Скрытая внутрипартийная борьба между левым и правым крылом Гоминьдана привела к тому, что каждый из соперников решил основать собственную столицу. Чан Кайши при поддержке Тань Янькая остановил свой выбор на Наньчане, куда должны перебраться лидеры националистического крыла и члены гоминьдановского правительства. Левое же крыло сформировало, по совету М. Бородина, Временный объединенный совет, который принял резолюцию о переводе партийных и правительственных органов в Ухань.

Руководство КПК видело в происшедшем расколе подтверждение правильности своего курса на поддержку левых. На состоявшемся в Ханькоу пленуме ЦК Чэнь Дусю, отмечая слабость и нерешительность своих союзников, сделал особый акцент на том, что бросить их сейчас на произвол судьбы «будет означать то же самое, что и отказаться есть соевый творог в надежде получить через неделю мясо». Коммунисты должны помочь левому крылу Гоминьдана дать отпор возглавляемым Чан Кайши «новым правым». «Существование левого крыла, — зафиксировал пленум в своей резолюции, — обеспечивает нам единственную возможность сотрудничества с Гоминьданом».

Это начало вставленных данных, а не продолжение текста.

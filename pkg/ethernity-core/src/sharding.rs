/*
 * ethernity: durable paper backups of arbitrary files
 * Copyright (C) 2026 Ethernity contributors
 *
 * This program is free software: you can redistribute it and/or modify
 * it under the terms of the GNU General Public License as published by
 * the Free Software Foundation, either version 3 of the License, or
 * (at your option) any later version.
 *
 * This program is distributed in the hope that it will be useful,
 * but WITHOUT ANY WARRANTY; without even the implied warranty of
 * MERCHANTABILITY or FITNESS FOR A PARTICULAR PURPOSE.  See the
 * GNU General Public License for more details.
 *
 * You should have received a copy of the GNU General Public License
 * along with this program.  If not, see <https://www.gnu.org/licenses/>.
 */

//! ShardPayload (spec §3/§4.7): one Shamir share of a passphrase or signing
//! seed, wrapped in canonical CBOR and bound to the document by a shard
//! signature so a tampered or mismatched share is rejected before
//! combination.

use std::collections::BTreeMap;

use rand::{CryptoRng, RngCore};

use crate::{
    cbor::Value,
    error::Error,
    hashid::DOC_HASH_LEN,
    signing::{self, SIGNATURE_LEN, SIGN_PUB_LEN, SIGN_SEED_LEN},
};

pub const SHARD_VERSION: u64 = 1;
pub const BLOCK_SIZE: usize = ethernity_shamir::BLOCK_SIZE;
pub const MAX_SHARES: u8 = ethernity_shamir::MAX_SHARES;
pub const MAX_SHARD_CBOR_BYTES: usize = 2_048;

#[derive(Clone, Copy, Debug, PartialEq, Eq)]
pub enum KeyType {
    Passphrase,
    SigningSeed,
}

impl KeyType {
    fn as_str(self) -> &'static str {
        match self {
            KeyType::Passphrase => "passphrase",
            KeyType::SigningSeed => "signing-seed",
        }
    }

    fn from_str(s: &str) -> Result<Self, Error> {
        match s {
            "passphrase" => Ok(KeyType::Passphrase),
            "signing-seed" => Ok(KeyType::SigningSeed),
            other => Err(Error::Codec(format!("unsupported shard key type: {other}"))),
        }
    }
}

#[derive(Clone, Debug, PartialEq, Eq)]
pub struct ShardPayload {
    pub key_type: KeyType,
    pub threshold: u8,
    pub share_count: u8,
    pub share_index: u8,
    pub secret_len: u64,
    pub share: Vec<u8>,
    pub doc_hash: [u8; DOC_HASH_LEN],
    pub sign_pub: [u8; SIGN_PUB_LEN],
    pub signature: [u8; SIGNATURE_LEN],
}

impl ShardPayload {
    pub fn verify(&self) -> bool {
        signing::verify_shard(&self.doc_hash, self.share_index, &self.share, &self.sign_pub, &self.signature)
    }

    pub fn encode(&self) -> Result<Vec<u8>, Error> {
        let value = Value::Map(vec![
            ("version".into(), Value::Uint(SHARD_VERSION)),
            ("type".into(), Value::Text(self.key_type.as_str().into())),
            ("threshold".into(), Value::Uint(self.threshold as u64)),
            ("share_count".into(), Value::Uint(self.share_count as u64)),
            ("share_index".into(), Value::Uint(self.share_index as u64)),
            ("length".into(), Value::Uint(self.secret_len)),
            ("share".into(), Value::Bytes(self.share.clone())),
            ("hash".into(), Value::Bytes(self.doc_hash.to_vec())),
            ("pub".into(), Value::Bytes(self.sign_pub.to_vec())),
            ("sig".into(), Value::Bytes(self.signature.to_vec())),
        ]);
        let encoded = crate::cbor::encode(&value);
        if encoded.len() > MAX_SHARD_CBOR_BYTES {
            return Err(Error::bounds("shard CBOR payload", MAX_SHARD_CBOR_BYTES, encoded.len()));
        }
        Ok(encoded)
    }

    pub fn decode(bytes: &[u8]) -> Result<Self, Error> {
        if bytes.len() > MAX_SHARD_CBOR_BYTES {
            return Err(Error::bounds("shard CBOR payload", MAX_SHARD_CBOR_BYTES, bytes.len()));
        }
        let value = crate::cbor::decode(bytes)?;
        let map = value.as_map()?;

        let version = Value::require_field(&map, "version")?
            .as_uint()
            .ok_or_else(|| Error::Codec("shard version must be a uint".into()))?;
        if version != SHARD_VERSION {
            return Err(Error::Codec(format!("unsupported shard payload version: {version}")));
        }

        let key_type = KeyType::from_str(
            Value::require_field(&map, "type")?
                .as_text()
                .ok_or_else(|| Error::Codec("shard type must be text".into()))?,
        )?;

        let threshold = require_u8(&map, "threshold")?;
        let share_count = require_u8(&map, "share_count")?;
        let share_index = require_u8(&map, "share_index")?;
        let secret_len = Value::require_field(&map, "length")?
            .as_uint()
            .ok_or_else(|| Error::Codec("shard length must be a uint".into()))?;
        let share = Value::require_field(&map, "share")?
            .as_bytes()
            .ok_or_else(|| Error::Codec("shard share must be bytes".into()))?
            .to_vec();
        let doc_hash = fixed_bytes::<DOC_HASH_LEN>(Value::require_field(&map, "hash")?, "hash")?;
        let sign_pub = fixed_bytes::<SIGN_PUB_LEN>(Value::require_field(&map, "pub")?, "pub")?;
        let signature = fixed_bytes::<SIGNATURE_LEN>(Value::require_field(&map, "sig")?, "sig")?;

        if threshold == 0 {
            return Err(Error::Sharing("shard threshold must be positive".into()));
        }
        if share_count == 0 || share_count > MAX_SHARES {
            return Err(Error::Sharing(format!("shard share_count {share_count} out of range")));
        }
        if threshold > share_count {
            return Err(Error::Sharing("shard threshold cannot exceed share_count".into()));
        }
        if share_index == 0 || share_index > share_count {
            return Err(Error::Sharing(format!("shard share_index {share_index} out of range")));
        }
        if secret_len == 0 {
            return Err(Error::Sharing("shard length must be positive".into()));
        }
        if share.is_empty() || share.len() % BLOCK_SIZE != 0 {
            return Err(Error::Sharing(format!(
                "shard share length {} is not a positive multiple of {BLOCK_SIZE}",
                share.len()
            )));
        }
        let expected_len = (((secret_len as usize) + BLOCK_SIZE - 1) / BLOCK_SIZE) * BLOCK_SIZE;
        if share.len() != expected_len {
            return Err(Error::Sharing("shard share length does not match secret length".into()));
        }

        let payload = ShardPayload {
            key_type,
            threshold,
            share_count,
            share_index,
            secret_len,
            share,
            doc_hash,
            sign_pub,
            signature,
        };
        if !payload.verify() {
            return Err(Error::Crypto("shard signature verification failed".into()));
        }
        Ok(payload)
    }
}

fn require_u8(map: &std::collections::BTreeMap<&str, &Value>, key: &str) -> Result<u8, Error> {
    let v = Value::require_field(map, key)?
        .as_uint()
        .ok_or_else(|| Error::Codec(format!("{key} must be a uint")))?;
    u8::try_from(v).map_err(|_| Error::Codec(format!("{key} must fit in a u8")))
}

fn fixed_bytes<const N: usize>(value: &Value, label: &str) -> Result<[u8; N], Error> {
    let bytes = value
        .as_bytes()
        .ok_or_else(|| Error::Codec(format!("shard {label} must be a CBOR byte string")))?;
    <[u8; N]>::try_from(bytes).map_err(|_| Error::Codec(format!("shard {label} must be {N} bytes")))
}

/// Splits `secret` into `share_count` signed shard payloads, any `threshold`
/// of which recover it.
pub fn split<R: CryptoRng + RngCore + ?Sized>(
    key_type: KeyType,
    secret: &[u8],
    threshold: u8,
    share_count: u8,
    doc_hash: [u8; DOC_HASH_LEN],
    sign_seed: &[u8; SIGN_SEED_LEN],
    sign_pub: [u8; SIGN_PUB_LEN],
    rng: &mut R,
) -> Result<Vec<ShardPayload>, Error> {
    if secret.is_empty() {
        return Err(Error::InvalidInput("secret cannot be empty".into()));
    }
    let shares = ethernity_shamir::split(secret, threshold, share_count, rng)?;

    let mut payloads = Vec::with_capacity(shares.len());
    for (index, share) in shares {
        let signature = signing::sign_shard(&doc_hash, index, &share, sign_seed);
        payloads.push(ShardPayload {
            key_type,
            threshold,
            share_count,
            share_index: index,
            secret_len: secret.len() as u64,
            share,
            doc_hash,
            sign_pub,
            signature,
        });
    }
    Ok(payloads)
}

/// Recovers a secret from a set of already-verified shard payloads.
/// `shares` must all share the same `key_type`, `threshold`, `share_count`,
/// and `secret_len`, and contain at least `threshold` distinct indices.
pub fn combine(shares: &[ShardPayload], key_type: KeyType) -> Result<Vec<u8>, Error> {
    let first = shares
        .first()
        .ok_or_else(|| Error::Sharing("no shards provided".into()))?;
    let threshold = first.threshold;
    let share_count = first.share_count;
    let secret_len = first.secret_len;

    let mut map = BTreeMap::new();
    for shard in shares {
        if shard.key_type != key_type {
            return Err(Error::Sharing("shard key types do not match".into()));
        }
        if shard.threshold != threshold || shard.share_count != share_count {
            return Err(Error::Sharing("shard threshold/share_count mismatch".into()));
        }
        if shard.secret_len != secret_len {
            return Err(Error::Sharing("shard secret lengths do not match".into()));
        }
        if map.insert(shard.share_index, shard.share.clone()).is_some() {
            return Err(Error::Sharing(format!("duplicate shard index {}", shard.share_index)));
        }
    }

    Ok(ethernity_shamir::combine(&map, threshold, secret_len as usize)?)
}

#[cfg(test)]
mod test {
    use super::*;
    use rand::rngs::OsRng;

    fn keypair() -> ([u8; SIGN_PUB_LEN], [u8; SIGN_SEED_LEN]) {
        let kp = signing::generate(&mut OsRng);
        (kp.public, kp.seed)
    }

    #[test]
    fn split_combine_roundtrip() {
        let (sign_pub, sign_seed) = keypair();
        let doc_hash = [9u8; DOC_HASH_LEN];
        let secret = b"correct horse battery staple";
        let shares = split(
            KeyType::Passphrase,
            secret,
            2,
            3,
            doc_hash,
            &sign_seed,
            sign_pub,
            &mut OsRng,
        )
        .unwrap();

        for shard in &shares {
            assert!(shard.verify());
            let encoded = shard.encode().unwrap();
            let decoded = ShardPayload::decode(&encoded).unwrap();
            assert_eq!(&decoded, shard);
        }

        let subset = vec![shares[0].clone(), shares[2].clone()];
        let recovered = combine(&subset, KeyType::Passphrase).unwrap();
        assert_eq!(recovered, secret);
    }

    #[test]
    fn insufficient_shares_rejected() {
        let (sign_pub, sign_seed) = keypair();
        let shares = split(
            KeyType::SigningSeed,
            &[1u8; 32],
            3,
            5,
            [1u8; DOC_HASH_LEN],
            &sign_seed,
            sign_pub,
            &mut OsRng,
        )
        .unwrap();

        let subset = vec![shares[0].clone(), shares[1].clone()];
        assert!(combine(&subset, KeyType::SigningSeed).is_err());
    }

    #[test]
    fn tampered_shard_bytes_fail_signature_check() {
        let (sign_pub, sign_seed) = keypair();
        let shares = split(
            KeyType::Passphrase,
            b"hello world",
            2,
            3,
            [2u8; DOC_HASH_LEN],
            &sign_seed,
            sign_pub,
            &mut OsRng,
        )
        .unwrap();
        let mut encoded = shares[0].encode().unwrap();
        let last = encoded.len() - 1;
        encoded[last] ^= 0xff;
        assert!(ShardPayload::decode(&encoded).is_err());
    }
}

Этот осторожный оптимизм отчасти можно объяснить подобным взрыву ростом рядов КПК за два предыдущих года. С едва ли тысячи членов к моменту проведения 4-го съезда численность партии возросла до 7500 человек через год и до 30 тысяч к декабрю 1926 года — во многом благодаря началу Северного похода. Не менее важным было и то, что около тысячи командиров частей, политработников и офицеров Национальной революционной армии также являлись членами КПК. Руководимый Чжоу Эньласм Комитет по военным делам ЦК КПК уже начал формировать из них полковые «звенья», то есть подпольные ячейки партии.

Слабым местом разработанной Чэнь Дусю и поддерживаемой за его спиной Коминтерном стратегии являлась предпосылка, что не имеющий собственной армии левый фланг Гоминьдана ухитрится каким-то образом поставить вооруженного до зубов Чан Кайши под свой контроль. Выступая в дебатах, Мао не преминул указать на это логическое несоответствие: «В распоряжении правых есть войска, у левых нет ничего. С одним-единственным взводом правые окажутся непобедимыми». Чэнь Дусю вышел из себя и назвал замечание Мао «абсурдным», правда, так и не объяснив почему.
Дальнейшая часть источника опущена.